Exercise objective
Every line of the data that contains the string "below" must be copied.

Available data
----------

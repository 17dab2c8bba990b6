//! Risk classification for scan findings
//!
//! Aggregates a finding list into a discrete risk level. The rule is exact
//! and reproduced everywhere gate decisions are made:
//!
//! - 0 findings → `None`
//! - any finding of a critical type (SSN, MRN, health plan) → `Critical`
//! - ≥ [`HIGH_FINDING_COUNT`] findings → `High`
//! - ≥ [`MEDIUM_FINDING_COUNT`] findings → `Medium`
//! - otherwise → `Low`

use serde::{Deserialize, Serialize};
use std::collections::HashSet;
use std::fmt;

use crate::scanner::Finding;

/// Finding count at which non-critical risk becomes MEDIUM
pub const MEDIUM_FINDING_COUNT: usize = 5;

/// Finding count at which non-critical risk becomes HIGH
pub const HIGH_FINDING_COUNT: usize = 10;

/// Discrete risk level for a scan
///
/// Ordered: `None < Low < Medium < High < Critical`.
#[derive(Debug, Clone, Copy, PartialEq, Eq, PartialOrd, Ord, Hash, Serialize, Deserialize)]
#[serde(rename_all = "SCREAMING_SNAKE_CASE")]
pub enum RiskLevel {
    /// No findings
    None,
    /// 1-4 non-critical findings
    Low,
    /// 5-9 non-critical findings
    Medium,
    /// 10 or more non-critical findings
    High,
    /// At least one critical-type finding, regardless of count
    Critical,
}

impl fmt::Display for RiskLevel {
    fn fmt(&self, f: &mut fmt::Formatter<'_>) -> fmt::Result {
        let s = match self {
            Self::None => "NONE",
            Self::Low => "LOW",
            Self::Medium => "MEDIUM",
            Self::High => "HIGH",
            Self::Critical => "CRITICAL",
        };
        write!(f, "{s}")
    }
}

/// Aggregate counts attached to every scan result
#[derive(Debug, Clone, Copy, PartialEq, Eq, Serialize, Deserialize)]
pub struct ScanSummary {
    /// Total findings across all rules
    pub total_matches: usize,
    /// Count of distinct PHI types present
    pub unique_types: usize,
    /// Count of findings whose type is in the critical set
    pub critical_count: usize,
}

/// Configurable risk cutoffs
///
/// Defaults mirror the named constants; a deployment may raise or lower
/// them through configuration without touching the classification rule.
#[derive(Debug, Clone, Copy, PartialEq, Serialize, Deserialize)]
pub struct RiskThresholds {
    /// Finding count for MEDIUM
    #[serde(default = "default_medium_count")]
    pub medium_finding_count: usize,
    /// Finding count for HIGH
    #[serde(default = "default_high_count")]
    pub high_finding_count: usize,
}

fn default_medium_count() -> usize {
    MEDIUM_FINDING_COUNT
}

fn default_high_count() -> usize {
    HIGH_FINDING_COUNT
}

impl Default for RiskThresholds {
    fn default() -> Self {
        Self {
            medium_finding_count: MEDIUM_FINDING_COUNT,
            high_finding_count: HIGH_FINDING_COUNT,
        }
    }
}

impl RiskThresholds {
    /// Validate cutoff ordering
    pub fn validate(&self) -> Result<(), String> {
        if self.medium_finding_count == 0 {
            return Err("medium finding count must be at least 1".to_string());
        }
        if self.medium_finding_count >= self.high_finding_count {
            return Err(format!(
                "medium cutoff ({}) must be below high cutoff ({})",
                self.medium_finding_count, self.high_finding_count
            ));
        }
        Ok(())
    }
}

/// Classify findings into a risk level and summary
pub fn classify(findings: &[Finding], thresholds: &RiskThresholds) -> (RiskLevel, ScanSummary) {
    let unique_types: HashSet<_> = findings.iter().map(|f| f.phi_type).collect();
    let critical_count = findings.iter().filter(|f| f.phi_type.is_critical()).count();

    let summary = ScanSummary {
        total_matches: findings.len(),
        unique_types: unique_types.len(),
        critical_count,
    };

    let level = if findings.is_empty() {
        RiskLevel::None
    } else if critical_count > 0 {
        RiskLevel::Critical
    } else if findings.len() >= thresholds.high_finding_count {
        RiskLevel::High
    } else if findings.len() >= thresholds.medium_finding_count {
        RiskLevel::Medium
    } else {
        RiskLevel::Low
    };

    (level, summary)
}

#[cfg(test)]
mod tests {
    use super::*;
    use crate::catalog::PhiType;
    use crate::scanner::{Finding, Span};
    use test_case::test_case;

    fn finding(phi_type: PhiType) -> Finding {
        Finding::for_tests(phi_type, "abcdef012345", 9, Span { start: 0, end: 9 }, 0.5)
    }

    #[test]
    fn test_empty_is_none() {
        let (level, summary) = classify(&[], &RiskThresholds::default());
        assert_eq!(level, RiskLevel::None);
        assert_eq!(summary.total_matches, 0);
        assert_eq!(summary.unique_types, 0);
        assert_eq!(summary.critical_count, 0);
    }

    #[test_case(1, RiskLevel::Low; "one finding")]
    #[test_case(4, RiskLevel::Low; "four findings")]
    #[test_case(5, RiskLevel::Medium; "medium boundary")]
    #[test_case(9, RiskLevel::Medium; "just below high")]
    #[test_case(10, RiskLevel::High; "high boundary")]
    #[test_case(25, RiskLevel::High; "well above high")]
    fn test_non_critical_counts(count: usize, expected: RiskLevel) {
        let findings: Vec<_> = (0..count).map(|_| finding(PhiType::Zip)).collect();
        let (level, _) = classify(&findings, &RiskThresholds::default());
        assert_eq!(level, expected);
    }

    #[test_case(PhiType::Ssn)]
    #[test_case(PhiType::Mrn)]
    #[test_case(PhiType::HealthPlan)]
    fn test_single_critical_forces_critical(phi_type: PhiType) {
        let findings = vec![finding(phi_type)];
        let (level, summary) = classify(&findings, &RiskThresholds::default());
        assert_eq!(level, RiskLevel::Critical);
        assert_eq!(summary.critical_count, 1);
    }

    #[test]
    fn test_critical_wins_over_count() {
        let mut findings: Vec<_> = (0..20).map(|_| finding(PhiType::Email)).collect();
        findings.push(finding(PhiType::Ssn));
        let (level, _) = classify(&findings, &RiskThresholds::default());
        assert_eq!(level, RiskLevel::Critical);
    }

    #[test]
    fn test_unique_types_counted() {
        let findings = vec![
            finding(PhiType::Email),
            finding(PhiType::Email),
            finding(PhiType::Phone),
        ];
        let (_, summary) = classify(&findings, &RiskThresholds::default());
        assert_eq!(summary.unique_types, 2);
        assert_eq!(summary.total_matches, 3);
    }

    #[test]
    fn test_monotonic_in_critical_findings() {
        // Adding a critical finding can never lower the level.
        for base_count in [0usize, 1, 5, 10] {
            let mut findings: Vec<_> = (0..base_count).map(|_| finding(PhiType::Zip)).collect();
            let (before, _) = classify(&findings, &RiskThresholds::default());
            findings.push(finding(PhiType::Mrn));
            let (after, _) = classify(&findings, &RiskThresholds::default());
            assert!(after >= before);
        }
    }

    #[test]
    fn test_level_ordering() {
        assert!(RiskLevel::None < RiskLevel::Low);
        assert!(RiskLevel::Low < RiskLevel::Medium);
        assert!(RiskLevel::Medium < RiskLevel::High);
        assert!(RiskLevel::High < RiskLevel::Critical);
    }

    #[test]
    fn test_thresholds_validation() {
        assert!(RiskThresholds::default().validate().is_ok());
        let bad = RiskThresholds {
            medium_finding_count: 10,
            high_finding_count: 5,
        };
        assert!(bad.validate().is_err());
        let zero = RiskThresholds {
            medium_finding_count: 0,
            high_finding_count: 10,
        };
        assert!(zero.validate().is_err());
    }

    #[test]
    fn test_custom_thresholds() {
        let thresholds = RiskThresholds {
            medium_finding_count: 2,
            high_finding_count: 3,
        };
        let findings: Vec<_> = (0..2).map(|_| finding(PhiType::Zip)).collect();
        let (level, _) = classify(&findings, &thresholds);
        assert_eq!(level, RiskLevel::Medium);
    }
}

----------

Answer section
                "medium cutoff ({}) must be below high cutoff ({})",
    #[test_case(9, RiskLevel::Medium; "just below high")]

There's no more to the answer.